A dentist in Oregon, who knew nothing about Ipsab, treated an A.R.E. member early this year for what he diagnosed as pyorrhea. When the patient got no relief from the discomfort of her inflamed gums, she wrote for the circulating file on pyorrhea. She finally got some Ipsab from Virginia Beach and started using that on her gums. After one week, she reports: “My gums cleared up some and the swelling went down. Another week of use, they were no longer sore or red and at this time [after three weeks] they are in good shape.”
Ipsab was tested by a practicing Virginia dentist in a double-blind study involving 39 patients. ‘The results were statistically significant and showed very good to excellent results in one out of three test patients while only one out of 17 control patients was found in this category. An interesting study!
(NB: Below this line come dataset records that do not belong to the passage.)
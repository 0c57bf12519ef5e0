use anyhow::{bail, Result};
use spiketools::cfg::Monitor;
use spiketools::de::{self, Reassembler};
use spiketools::link;
use spiketools::ring::EventRing;
use std::io::{self, Read};
use std::sync::Arc;
use std::thread::JoinHandle;
use std::time::Duration;

#[allow(unused_imports)]
use tracing::{debug, info, span, trace, warn, Level};

use crate::Shared;

/// Snapshot of the rolling buffer handed to the display
#[derive(Clone, Debug, Default, PartialEq)]
pub struct Frame {
    pub times: Vec<u16>,
    pub addresses: Vec<u8>,
    /// Events that arrived in the poll that produced this frame
    pub received: usize,
}

impl Frame {
    pub fn from_ring(ring: &EventRing, received: usize) -> Self {
        let (times, addresses) = ring.snapshot();
        Frame { times, addresses, received }
    }
}

/// Where rendered frames go. A sink that is not ready just misses that frame.
pub trait Sink {
    fn render(&mut self, frame: Frame) -> Result<()>;
}

/// One-slot mailbox to the display where the newest frame wins.
///
/// A frame still waiting when the next one arrives is replaced, and its
/// `received` count is carried into the replacement so the rate stays exact.
pub struct Latest {
    tx: flume::Sender<Frame>,
    rx: flume::Receiver<Frame>,
}

pub fn latest() -> (Latest, flume::Receiver<Frame>) {
    let (tx, rx) = flume::bounded(1);
    (Latest { tx, rx: rx.clone() }, rx)
}

impl Sink for Latest {
    fn render(&mut self, frame: Frame) -> Result<()> {
        // our own receiver keeps the channel open, so count the display's
        if self.tx.receiver_count() < 2 {
            bail!("display closed");
        }
        let mut frame = match self.tx.try_send(frame) {
            Ok(()) => return Ok(()),
            Err(flume::TrySendError::Full(f)) => f,
            Err(flume::TrySendError::Disconnected(_)) => bail!("display closed"),
        };
        if let Ok(stale) = self.rx.try_recv() {
            frame.received += stale.received;
        }
        match self.tx.try_send(frame) {
            Ok(()) => Ok(()),
            Err(_) => bail!("display busy"),
        }
    }
}

/// What happened during one poll
#[derive(Debug)]
pub enum TickOutcome {
    /// Events were decoded; `dropped` trailing bytes did not form a record.
    /// `streaming` is whether the board had been asked to stream.
    Events { count: usize, dropped: usize, streaming: bool },
    /// Nothing arrived before the read timed out
    Idle,
    /// The read failed; the tick was skipped
    Transport(io::Error),
}

/// Read path: transport → decoder → rolling buffer → display
pub struct Poller<R, S> {
    rdr: R,
    sink: S,
    shared: Arc<Shared>,
    quota: usize,
    budget: Duration,
    carry: Option<Reassembler>,
}

impl<R: Read, S: Sink> Poller<R, S> {
    pub fn new(rdr: R, sink: S, shared: Arc<Shared>, cfg: &Monitor) -> Self {
        Poller {
            rdr,
            sink,
            shared,
            quota: cfg.read_quota,
            budget: cfg.read_timeout,
            carry: if cfg.carry_partial { Some(Reassembler::new()) } else { None },
        }
    }

    /// Read once, decode, push and render
    pub fn tick(&mut self) -> TickOutcome {
        let bytes = match link::read_quota(&mut self.rdr, self.quota, self.budget) {
            Ok(b) => b,
            Err(e) => return TickOutcome::Transport(e),
        };
        if bytes.is_empty() {
            return TickOutcome::Idle;
        }
        let decoded = match self.carry.as_mut() {
            Some(r) => r.feed(&bytes),
            None => de::events(&bytes),
        };
        let count = decoded.events.len();
        if count > 0 {
            let frame = {
                let mut view = self.shared.view.lock();
                view.push(&decoded.events);
                Frame::from_ring(&view, count)
            };
            if let Err(e) = self.sink.render(frame) {
                trace!("frame skipped: {}", e);
            }
        }
        TickOutcome::Events {
            count,
            dropped: decoded.dropped,
            streaming: self.shared.is_streaming(),
        }
    }

    /// Poll every `period` until `stop` fires or its sender goes away
    pub fn run(mut self, stop: flume::Receiver<()>, period: Duration) {
        let span = span!(Level::INFO, "poll");
        let _enter = span.enter();
        info!(?period, quota = self.quota, "polling");
        loop {
            match stop.recv_timeout(period) {
                Err(flume::RecvTimeoutError::Timeout) => {},
                _ => break,
            }
            match self.tick() {
                TickOutcome::Events { count, dropped, streaming } => {
                    trace!(count, streaming, "events");
                    if dropped > 0 {
                        debug!(dropped, "partial record discarded");
                    }
                    if count > 0 && !streaming {
                        debug!(count, "events while paused");
                    }
                },
                TickOutcome::Idle => {},
                TickOutcome::Transport(e) => debug!("read failed, tick skipped: {}", e),
            }
        }
        info!("poll loop stopped");
    }
}

/// Run the poll loop on its own thread. The sink is dropped when the loop ends.
pub fn spawn<R, S>(poller: Poller<R, S>, stop: flume::Receiver<()>, period: Duration) -> JoinHandle<()>
where
    R: Read + Send + 'static,
    S: Sink + Send + 'static,
{
    std::thread::spawn(move || poller.run(stop, period))
}

#[cfg(test)]
mod tests {
    use super::*;
    use spiketools::{ser, Event};

    struct Collect(Vec<Frame>);

    impl Sink for Collect {
        fn render(&mut self, frame: Frame) -> Result<()> {
            self.0.push(frame);
            Ok(())
        }
    }

    struct Refuse(usize);

    impl Sink for Refuse {
        fn render(&mut self, _: Frame) -> Result<()> {
            self.0 += 1;
            bail!("not ready")
        }
    }

    fn cfg(on_screen: usize) -> Monitor {
        Monitor { on_screen, ..Default::default() }
    }

    #[test]
    fn tick_pushes_and_renders() {
        let events = vec![Event { time: 1, address: 42 }, Event { time: 2, address: 7 }];
        let mut bytes = ser::events(&events);
        bytes.push(0xAA);
        let shared = Arc::new(Shared::new(4));
        let mut p = Poller::new(&bytes[..], Collect(Vec::new()), shared.clone(), &cfg(4));

        match p.tick() {
            TickOutcome::Events { count, dropped, streaming } => {
                assert_eq!(count, 2);
                assert_eq!(dropped, 1);
                assert!(!streaming);
            },
            other => panic!("unexpected {:?}", other),
        }
        assert_eq!(shared.view.lock().times(), vec![0, 0, 1, 2]);
        assert_eq!(p.sink.0.len(), 1);
        assert_eq!(p.sink.0[0].addresses, vec![0, 0, 42, 7]);
        assert_eq!(p.sink.0[0].received, 2);

        // Reader is exhausted now
        assert!(matches!(p.tick(), TickOutcome::Idle));
        assert_eq!(p.sink.0.len(), 1);
    }

    #[test]
    fn refused_frames_do_not_stop_polling() {
        let bytes = ser::events(&[Event { time: 3, address: 3 }; 10]);
        let shared = Arc::new(Shared::new(400));
        let mut p = Poller::new(&bytes[..], Refuse(0), shared.clone(), &cfg(400));
        assert!(matches!(p.tick(), TickOutcome::Events { count: 10, .. }));
        assert_eq!(p.sink.0, 1);
        assert_eq!(shared.view.lock().times()[399], 3);
    }

    #[test]
    fn transport_error_is_reported() {
        struct Unplugged;
        impl Read for Unplugged {
            fn read(&mut self, _: &mut [u8]) -> io::Result<usize> {
                Err(io::Error::new(io::ErrorKind::BrokenPipe, "unplugged"))
            }
        }
        let shared = Arc::new(Shared::new(4));
        let mut p = Poller::new(Unplugged, Collect(Vec::new()), shared, &cfg(4));
        assert!(matches!(p.tick(), TickOutcome::Transport(_)));
        assert!(p.sink.0.is_empty());
    }

    #[test]
    fn carry_partial_keeps_split_record() {
        let bytes = [0x00, 0x01, 0x2A, 0x00];
        let shared = Arc::new(Shared::new(2));
        let cfg = Monitor { on_screen: 2, carry_partial: true, ..Default::default() };
        let mut p = Poller::new(&bytes[..], Collect(Vec::new()), shared.clone(), &cfg);
        assert!(matches!(p.tick(), TickOutcome::Events { count: 1, dropped: 0, .. }));
        p.rdr = &[0x09, 0x05][..];
        assert!(matches!(p.tick(), TickOutcome::Events { count: 1, dropped: 0, .. }));
        assert_eq!(shared.view.lock().times(), vec![1, 9]);
        assert_eq!(shared.view.lock().addresses(), vec![42, 5]);
    }

    #[test]
    fn stop_ends_poll_thread() {
        let shared = Arc::new(Shared::new(4));
        let p = Poller::new(io::empty(), Collect(Vec::new()), shared, &cfg(4));
        let (mut stop, stopped) = crate::stop_channel();
        let handle = spawn(p, stopped, Duration::from_millis(5));
        std::thread::sleep(Duration::from_millis(20));
        stop.stop();
        assert!(handle.join().is_ok());
    }

    #[test]
    fn dropped_stop_handle_ends_poll_thread() {
        let shared = Arc::new(Shared::new(4));
        let p = Poller::new(io::empty(), Collect(Vec::new()), shared, &cfg(4));
        let (stop, stopped) = crate::stop_channel();
        let handle = spawn(p, stopped, Duration::from_secs(60));
        drop(stop);
        assert!(handle.join().is_ok());
    }

    #[test]
    fn newest_frame_wins() {
        let first = ser::events(&[Event { time: 1, address: 10 }]);
        let second = ser::events(&[Event { time: 2, address: 20 }; 2]);
        let (sink, rx) = latest();
        let shared = Arc::new(Shared::new(4));
        let mut p = Poller::new(&first[..], sink, shared.clone(), &cfg(4));

        // two polls land before the display looks
        assert!(matches!(p.tick(), TickOutcome::Events { count: 1, .. }));
        p.rdr = &second[..];
        assert!(matches!(p.tick(), TickOutcome::Events { count: 2, .. }));

        let frames: Vec<Frame> = rx.try_iter().collect();
        assert_eq!(frames.len(), 1);
        assert_eq!(frames[0].times, shared.view.lock().times());
        assert_eq!(frames[0].times, vec![0, 1, 2, 2]);
        assert_eq!(frames[0].received, 3);
    }

    #[test]
    fn outcome_reports_streaming_flag() {
        let bytes = ser::events(&[Event { time: 4, address: 4 }]);
        let shared = Arc::new(Shared::new(4));
        shared.streaming.store(true, std::sync::atomic::Ordering::Release);
        let mut p = Poller::new(&bytes[..], Collect(Vec::new()), shared, &cfg(4));
        assert!(matches!(p.tick(), TickOutcome::Events { count: 1, streaming: true, .. }));
    }

    #[test]
    fn latest_reports_closed_display() {
        let (mut sink, rx) = latest();
        assert!(sink.render(Frame::default()).is_ok());
        assert!(sink.render(Frame::default()).is_ok());
        assert_eq!(rx.len(), 1);
        drop(rx);
        assert!(sink.render(Frame::default()).is_err());
    }
}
Dental problems are not limited to pyorrhea nor their treatment to Ipsab, although the latter is amazingly efficacious in a variety of dental problems. Another A.R.E. member sought a solution to the problem of a tooth with an infected root that showed troubles on X-ray. He was not eager to have it extracted, so he used a bit of creative ingenuity and adapted some of the ideas he had read about in the Cayce material. Twice a day, he would swab the gums around the tooth with Atomidine. Then he took a pledget of cotton saturated with castor oil and placed it between the gum and the cheek. Against his face, then, he placed a heating pad and lay down on a couch to rest for an hour. Twice daily he repeated this routine. After two weeks, the gums around the tooth became swollen and tender – this subsided during the next few days, and at the end of three weeks, the swelling was gone, and the soreness was easing up. After the fourth week, the tenderness and the swelling were clearly absent. He was able to chew with the tooth and there was no sign of trouble. He has not had it X-rayed, but it “feels” cured. I don’t have a dental opinion on this, obviously, but it occurs to me that there is a possibility that the root nerve to the tooth might be dead at this point. Time will tell the story, but the patient has a functioning tooth, which he considers to be better than no tooth at all. I would not argue the point.